I’m having trouble sleeping, y’all. Not falling asleep, mind you – just staying asleep. Almost every night for the past . . . gosh, it seems like a year but it’s probably more like two weeks . . . I’ve been waking up around 3 a.m. and staying that way. Awake. Utterly, terribly awake.

I’m told my cursed condition has many possible causes: the recent Blood Moon, Mercury in retrograde, advanced middle age . . . None of these things is under my control, and thankfully, each will pass. (Though I’ve heard old age is even worse than middle age for sleeping. Uh oh.)

Here’s the thing about being awake at 3 a.m.: Nobody else is. The world is very quiet at 3 a.m., which makes your brain seem very noisy. At 3 a.m., your worst self takes center stage, in all its grandiose, scenery-chewing glory – “I’m ready for my close-up, Mr. DeMille” – and you lie there in the dark, willing the curtain to fall, growing more desperate – and more awake – as the minutes tick by. Loudly.

Long ago, I invented a name for this period of unwelcome consciousness that sometimes occurs between 3 a.m. and the ringing of the alarm clock. I call it The Remorseful Hour. It’s the time when every mistake you’ve ever made comes back to haunt and harangue you with a merciless immediacy. That cruel remark you made to your little sister when you were 12 and she was 10 . . . that thank-you note you didn’t write 17 years ago . . . that cute, sweet boy you dumped on in college . . . that awful column you wish you’d never published . . . They all come raging back, screeching through your noggin like a pack of flying monkeys, reminding you that you are, indeed, the worst person who ever lived and, in fact, unworthy of sleep.

And it’s not just about remorse. For every regret that drag races through your mind at 3 a.m., a fear shows up to ride shotgun. Lately, ISIS and Ebola have been my primary mental marauders, along with a host of minor worries that seem downright major at this God-forsaken hour. Since I have to rise for good between 5:30 and 6 in order to get my kid fed, packed up, and in the car headed to school by the offensive hour of 7 a.m., the worst fear of all, at 3 a.m., is that I won’t go back to sleep. This fear is seldom unfounded.

One recent 3 a.m., instead of lying there with regretful anxiety running roughshod through my frontal lobe, I decided to do a little reading. (Reading can distract you from the flying monkeys, and occasionally even lulls you back to sleep – usually about 5 minutes before the alarm buzzes.) I curled up on the couch with my trusty Kindle Fire, and Googled ‘sleep,’ which brought me to an article on the Collective Evolution website called, “Your Ancestors Didn’t Sleep Like You – Are We Doing It Wrong?”

According to the article, “evidence continues to emerge, both scientific and historical, suggesting that the way in which the majority of us currently sleep may not actually be good for us. In 2001, historian Roger Ekirch of Virginia Tech published a paper that included over 15 years of research. It revealed an overwhelming amount of historical evidence that humans used to in fact sleep in two different chunks.”

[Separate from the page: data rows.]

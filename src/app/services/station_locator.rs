//! Station locator service for mapping station identifiers to data files.
//!
//! Each station has exactly one observation file in the data directory, and
//! the filename embeds the station code zero-padded to six digits. The
//! locator scans the directory per request; there is no persistent index,
//! so files added or removed between requests are picked up immediately.

use std::path::PathBuf;
use tracing::debug;

use crate::app::models::Station;
use crate::{Error, Result};

/// Locates station data files in a configured directory
#[derive(Debug, Clone)]
pub struct StationLocator {
    data_dir: PathBuf,
}

impl StationLocator {
    /// Create a locator over the given data directory
    pub fn new(data_dir: impl Into<PathBuf>) -> Self {
        Self {
            data_dir: data_dir.into(),
        }
    }

    /// Find the data file for a station identifier
    ///
    /// Scans the data directory for a filename embedding the zero-padded
    /// station code. Returns `Error::StationNotFound` when no file matches.
    /// If several files match, the lexicographically first is used so that
    /// repeated requests resolve to the same file.
    pub fn locate(&self, station_id: &str) -> Result<Station> {
        let station_id = station_id.trim();
        if station_id.is_empty() {
            return Err(Error::MissingParameters);
        }

        // Station codes are numeric. Anything else cannot name a file and
        // must not reach the glob pattern, where `?`, `*`, and `[` carry
        // wildcard meaning.
        if !station_id.chars().all(|c| c.is_ascii_digit()) {
            return Err(Error::station_not_found(station_id));
        }

        let code = Station::padded_code(station_id);
        let pattern = self
            .data_dir
            .join(format!("*{}*", code))
            .to_string_lossy()
            .into_owned();
        debug!("Scanning for station file: {}", pattern);

        let mut matches: Vec<PathBuf> = Vec::new();
        for entry in glob::glob(&pattern)? {
            let path =
                entry.map_err(|e| Error::directory_scan("Failed to read directory entry", e))?;
            if path.is_file() {
                matches.push(path);
            }
        }
        matches.sort();

        match matches.into_iter().next() {
            Some(data_file) => Ok(Station {
                id: station_id.to_string(),
                data_file,
            }),
            None => Err(Error::station_not_found(station_id)),
        }
    }
}

#[cfg(test)]
mod tests {
    use super::*;
    use std::fs;
    use tempfile::TempDir;

    fn create_data_file(dir: &TempDir, name: &str) -> PathBuf {
        let path = dir.path().join(name);
        fs::write(&path, "header\n").unwrap();
        path
    }

    #[test]
    fn test_locate_finds_file_by_padded_code() {
        let dir = TempDir::new().unwrap();
        let expected = create_data_file(&dir, "daily_tmax_000015_archive.txt");
        create_data_file(&dir, "daily_tmax_000020_archive.txt");

        let locator = StationLocator::new(dir.path());
        let station = locator.locate("15").unwrap();

        assert_eq!(station.id, "15");
        assert_eq!(station.data_file, expected);
    }

    #[test]
    fn test_locate_unknown_station() {
        let dir = TempDir::new().unwrap();
        create_data_file(&dir, "daily_tmax_000015_archive.txt");

        let locator = StationLocator::new(dir.path());
        let result = locator.locate("10");

        assert!(matches!(
            result,
            Err(Error::StationNotFound { station }) if station == "10"
        ));
    }

    #[test]
    fn test_locate_empty_identifier() {
        let dir = TempDir::new().unwrap();
        let locator = StationLocator::new(dir.path());

        assert!(matches!(locator.locate("  "), Err(Error::MissingParameters)));
    }

    #[test]
    fn test_locate_rejects_wildcard_identifiers() {
        let dir = TempDir::new().unwrap();
        create_data_file(&dir, "daily_tmax_000015_archive.txt");

        let locator = StationLocator::new(dir.path());

        // "1?" would otherwise glob-match the trailing digit of 000015
        assert!(matches!(
            locator.locate("1?"),
            Err(Error::StationNotFound { station }) if station == "1?"
        ));
        assert!(matches!(
            locator.locate("*"),
            Err(Error::StationNotFound { .. })
        ));
    }

    #[test]
    fn test_locate_rejects_malformed_pattern_identifiers() {
        let dir = TempDir::new().unwrap();
        create_data_file(&dir, "daily_tmax_000015_archive.txt");

        let locator = StationLocator::new(dir.path());

        // "[" is a glob syntax error; it must surface as an unknown
        // station, not a pattern failure
        assert!(matches!(
            locator.locate("["),
            Err(Error::StationNotFound { station }) if station == "["
        ));
    }

    #[test]
    fn test_locate_does_not_match_unpadded_code() {
        let dir = TempDir::new().unwrap();
        // "15" appears in the year range but the padded code 000015 does not
        create_data_file(&dir, "daily_tmax_000099_1510_2015.txt");

        let locator = StationLocator::new(dir.path());
        assert!(locator.locate("15").is_err());
    }

    #[test]
    fn test_locate_prefers_first_sorted_match() {
        let dir = TempDir::new().unwrap();
        let first = create_data_file(&dir, "a_000015.txt");
        create_data_file(&dir, "b_000015.txt");

        let locator = StationLocator::new(dir.path());
        let station = locator.locate("15").unwrap();

        assert_eq!(station.data_file, first);
    }
}
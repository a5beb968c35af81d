//! Request handlers for the temperature API.
//!
//! The temperature handler is a single forward pass with no retries:
//! validate inputs, locate the station file, validate the date, parse and
//! look up, respond. Station location runs before date validation, so an
//! unknown station is reported even when the date is also bad.

use axum::Json;
use axum::extract::{Path, State};
use axum::response::Html;
use chrono::{Datelike, NaiveDate};
use serde::Serialize;
use tracing::info;

use super::error::ApiError;
use super::state::AppState;
use crate::app::services::{lookup, reading_parser};
use crate::constants::{DATE_FORMAT, MAX_YEAR, MIN_YEAR};
use crate::{Error, Result};

/// Success body for a temperature lookup
#[derive(Debug, Serialize)]
pub struct TemperatureResponse {
    pub station: String,
    pub date: String,
    /// Degrees, or null when the reading is missing or sentinel-masked
    pub temperature: Option<f64>,
}

/// `GET /api/v1/{station}/{date}` — daily temperature lookup
pub async fn temperature(
    State(state): State<AppState>,
    Path((station, date)): Path<(String, String)>,
) -> std::result::Result<Json<TemperatureResponse>, ApiError> {
    info!("Request: station={}, date={}", station, date);

    // ValidateInputs
    if station.trim().is_empty() || date.trim().is_empty() {
        return Err(Error::MissingParameters.into());
    }

    // LocateStation
    let located = state.locator().locate(&station)?;

    // ValidateDate
    let target = validate_date(&date)?;

    // ParseAndLookup
    let table = reading_parser::parse_file(&located.data_file)?;
    let outcome = lookup::lookup_date(&table, target);

    // Respond
    info!(
        "Response: station={}, date={}, temperature={:?}",
        station,
        date,
        outcome.temperature()
    );
    Ok(Json(TemperatureResponse {
        station,
        date,
        temperature: outcome.temperature(),
    }))
}

/// `GET /` — static landing page
pub async fn home() -> Html<&'static str> {
    Html(include_str!("../../assets/home.html"))
}

/// Validate a request date string as a strict YYYYMMDD calendar date
///
/// The year must fall in [1988, 2100]. Length and digit checks run first so
/// inputs like "2020011" or "2020-01-01" are rejected before chrono's more
/// permissive year parsing sees them.
fn validate_date(input: &str) -> Result<NaiveDate> {
    let trimmed = input.trim();
    if trimmed.len() != 8 || !trimmed.chars().all(|c| c.is_ascii_digit()) {
        return Err(Error::invalid_date(input));
    }

    let date = NaiveDate::parse_from_str(trimmed, DATE_FORMAT)
        .map_err(|_| Error::invalid_date(input))?;

    if !(MIN_YEAR..=MAX_YEAR).contains(&date.year()) {
        return Err(Error::invalid_date(input));
    }

    Ok(date)
}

Apparently, we didn’t always sleep for an average of 8 hours straight, but in two shorter periods throughout the night. All sleep would happen within a 12-hour time frame that started with 3 or 4 hours of sleep, followed by 3-ish hours of wakefulness, then another few hours of sleep ‘til the morning. People didn’t go out much at night – unless they were criminals, prostitutes, or drunkards – so the dark hours were mostly used for sleeping. This all began to change in the late 17th century, when Paris became the first city in the world to light its streets. Eventually, staying up at night became the social norm throughout Europe. When the Industrial Revolution came along, people became more conscious of time and efficiency, and our long-standing two-segment sleep pattern all but disappeared.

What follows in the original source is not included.